Jon and Vangelis was a music collaboration between British rock singer Jon Anderson (lead vocalist of the progressive rock band Yes) and Greek synthesiser musician Vangelis. The duo released four albums between 1980 and 1991.

History
In 1974, Vangelis was considered as a replacement for Rick Wakeman as keyboardist in Yes, and although the job went to Patrick Moraz, it led to several collaborations with Anderson, who contributed vocals to Vangelis' Heaven and Hell (1975) on the song "So Long Ago, So Clear", harp to Opera Sauvage (1979) on "Flamants Roses" and finally vocals to See You Later (1980) on "Suffocation" and "See You Later".

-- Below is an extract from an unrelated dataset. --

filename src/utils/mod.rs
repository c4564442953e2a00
pub mod error;
pub mod logger;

They recorded their first album together, Short Stories, in 1979, producing the major hit "I Hear You Now" as well as "One More Time". Anderson wrote the lyrics and Vangelis composed the music. In 1980, Anderson left Yes and while he published his third solo album, Song of Seven in 1980, Vangelis did the same with See You Later on which Anderson sang two songs. The two reunited to record their second album, The Friends of Mr Cairo, in 1981, producing the hit songs "Friends of Mr Cairo", "State of Independence", "Back to School" and the UK top 10 hit "I'll Find My Way Home". In 1983, Anderson rejoined Yes and they released the album 90125. Jon and Vangelis released their own album, Private Collection, the same year.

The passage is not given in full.